Last week I attended a training in community organizing. Among the qualities of a good leader they included “has come to terms with their own mortality.” I’m still not sure why they included that but I have been pondering it. What does it mean to have come to terms with my own mortality? I think perhaps it means to be at peace with myself and with God, to let go of the hurts and the regrets and allow myself to celebrate the joys and the fortitude, the strengths and the beauty that I have experienced, so that if I were to die unexpectedly today it would be enough. The regrets outbalanced by the gratitude.

Often our regrets are fueled by expectations that have not been fulfilled. Our culture fills us with wants – we want a deep satisfying romantic relationship; we want a beautiful house; we want a high status job; we want a better car; we want the latest smart gadgets; we want the bigger and the better. It is as though we really believe that “he who dies with the most toys wins,” or that if we haven’t had a dynamic career or a life-long relationship we are not really good enough. Sometimes our regrets are tied to what appear to be mistakes that we made, forgetting that God takes mistakes and brings resurrection.

For God loves us, each one of us. God is not actually that concerned about careers or relationships or bank accounts or possessions. God will make sure we have those to the extent that it will help us play our part in the reign of God, but she is far more concerned about our flourishing both as individuals and as an important part of the ecosystem that makes up this planet and the whole cosmos. God’s deep love for us is what makes it enough because that is our primary relationship; that is the holding place of the soul which will continue right through the barrier of death.

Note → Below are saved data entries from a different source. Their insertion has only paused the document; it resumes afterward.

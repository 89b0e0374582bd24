//! Schema types

use crate::types::JsonObject;
use serde::{Deserialize, Serialize};
use std::collections::BTreeMap;

/// SQL column type tag
#[derive(Debug, Clone, Copy, PartialEq, Eq, Serialize, Deserialize)]
#[serde(rename_all = "UPPERCASE")]
pub enum SqlType {
    /// Text column
    Varchar,
    /// Whole number column
    Integer,
    /// Floating point column
    Double,
    /// Boolean column
    Boolean,
    /// Nested object column
    Row,
    /// Arrays, nulls and anything else; declared as VARCHAR, rendered quoted
    Fallback,
}

impl SqlType {
    /// Column type name as it appears in DDL
    pub fn as_sql(self) -> &'static str {
        match self {
            SqlType::Varchar | SqlType::Fallback => "VARCHAR",
            SqlType::Integer => "INTEGER",
            SqlType::Double => "DOUBLE",
            SqlType::Boolean => "BOOLEAN",
            SqlType::Row => "ROW",
        }
    }
}

impl std::fmt::Display for SqlType {
    fn fmt(&self, f: &mut std::fmt::Formatter<'_>) -> std::fmt::Result {
        f.write_str(self.as_sql())
    }
}

/// Field name → SQL type table, fixed once built.
///
/// Backed by a `BTreeMap`, so iteration is always in lexicographic key order
/// and lines up column-for-column with the rendered INSERT header and tuples.
#[derive(Debug, Clone, Default, PartialEq, Eq, Serialize)]
#[serde(transparent)]
pub struct TypeMapping {
    columns: BTreeMap<String, SqlType>,
}

impl TypeMapping {
    /// Look up the type recorded for a field
    pub fn get(&self, field: &str) -> Option<SqlType> {
        self.columns.get(field).copied()
    }

    /// Check whether a field is part of the mapping
    pub fn contains(&self, field: &str) -> bool {
        self.columns.contains_key(field)
    }

    /// Field names in sorted order
    pub fn sorted_keys(&self) -> impl Iterator<Item = &str> {
        self.columns.keys().map(String::as_str)
    }

    /// `(field, type)` pairs in sorted order
    pub fn iter(&self) -> impl Iterator<Item = (&str, SqlType)> {
        self.columns.iter().map(|(k, v)| (k.as_str(), *v))
    }

    /// Record fields the mapping has no column for, sorted
    pub fn unknown_fields<'r>(&self, record: &'r JsonObject) -> Vec<&'r str> {
        let mut fields: Vec<&str> = record
            .keys()
            .map(String::as_str)
            .filter(|key| !self.contains(key))
            .collect();
        fields.sort_unstable();
        fields
    }

    /// Mapping columns the record does not provide, sorted
    pub fn missing_fields(&self, record: &JsonObject) -> Vec<&str> {
        self.sorted_keys()
            .filter(|key| !record.contains_key(*key))
            .collect()
    }

    /// Number of columns
    pub fn len(&self) -> usize {
        self.columns.len()
    }

    /// Whether the mapping has no columns
    pub fn is_empty(&self) -> bool {
        self.columns.is_empty()
    }
}

impl<K: Into<String>> FromIterator<(K, SqlType)> for TypeMapping {
    fn from_iter<I: IntoIterator<Item = (K, SqlType)>>(iter: I) -> Self {
        Self {
            columns: iter.into_iter().map(|(k, v)| (k.into(), v)).collect(),
        }
    }
}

I imagine that when Simeon held Jesus he had a deep sense of “Yes.” A deep sense of knowing that everything was going to be ok. I don’t think his response was one of an ambition fulfilled, but of knowing for sure that God’s love was being fulfilled in the promised Messiah. It was a deep knowledge of God’s love which enabled him to say, it is enough. “Lord, you now have set your servant free to go in peace as you have promised.”

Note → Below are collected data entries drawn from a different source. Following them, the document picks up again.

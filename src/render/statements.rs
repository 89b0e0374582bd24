//! Statement-level rendering: DDL, INSERT header and value tuples

use super::values::{render_fallback, render_value};
use crate::error::Result;
use crate::schema::{sorted_keys, TypeMapping};
use crate::types::JsonObject;
use tracing::warn;

/// Render `CREATE TABLE IF NOT EXISTS <table> (<col> <TYPE>, ...);`
pub fn render_create_table(table: &str, mapping: &TypeMapping) -> String {
    let declarations: Vec<String> = mapping
        .iter()
        .map(|(column, sql_type)| format!("{column} {sql_type}"))
        .collect();

    format!(
        "CREATE TABLE IF NOT EXISTS {table} ({});",
        declarations.join(", ")
    )
}

/// Render `INSERT INTO <table> (<col>, ...) VALUES` from a record's field names.
///
/// The first record of a stream fixes the column order for the whole statement.
pub fn render_insert_header(table: &str, record: &JsonObject) -> String {
    format!(
        "INSERT INTO {table} ({}) VALUES",
        sorted_keys(record).join(", ")
    )
}

/// Render `(<v1>, <v2>, ...)` for one record.
///
/// Values are formatted according to the mapping's type for their field.
/// A field the mapping does not know about is rendered with the quoted
/// fallback, and mapped fields the record lacks are skipped. Both are
/// logged; callers that need to reject such records check beforehand.
pub fn render_value_tuple(record: &JsonObject, mapping: &TypeMapping) -> Result<String> {
    let mut values = Vec::with_capacity(record.len());

    for key in sorted_keys(record) {
        let value = &record[key];
        let rendered = match mapping.get(key) {
            Some(sql_type) => render_value(key, value, sql_type)?,
            None => {
                warn!(field = key, "Field not in type mapping, rendering as quoted text");
                render_fallback(value)
            }
        };
        values.push(rendered);
    }

    let missing = mapping.missing_fields(record);
    if !missing.is_empty() {
        warn!(
            fields = %missing.join(", "),
            "Record lacks mapped fields, tuple will be shorter than the column list"
        );
    }

    Ok(format!("({})", values.join(", ")))
}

It was not an intellectual knowledge of God’s love but a visceral one; one which he felt in his gut. I want that for each of us; that knowledge of God’s love which is not a head knowing but a deep in your belly, in your cells kind of knowing. I don’t have it all the time but I have it more often than I used to. For many years I only knew that God loved me – I didn’t KNOW that God loved me. Healing is coming to know God’s love through and through, because once we know his love like that there is no longer any sense of separation; we are one with the divine.

I wish I could tell you exactly how to get from here to there; from your current experience of God’s love to an experience which meets your deepest needs. I can’t. But I do believe that Jesus meant it when he said “Seek and ye shall find” and I believe that God’s desire is for each of us to know and relax into her love. And I suspect that we can cultivate in ourselves an awareness of God’s love just as we can cultivate the knowledge of God’s peace.

Then we will be able to say with Simeon, “Lord, you now have set your servant free to go in peace as you have promised; For these eyes of mine have seen the Savior.”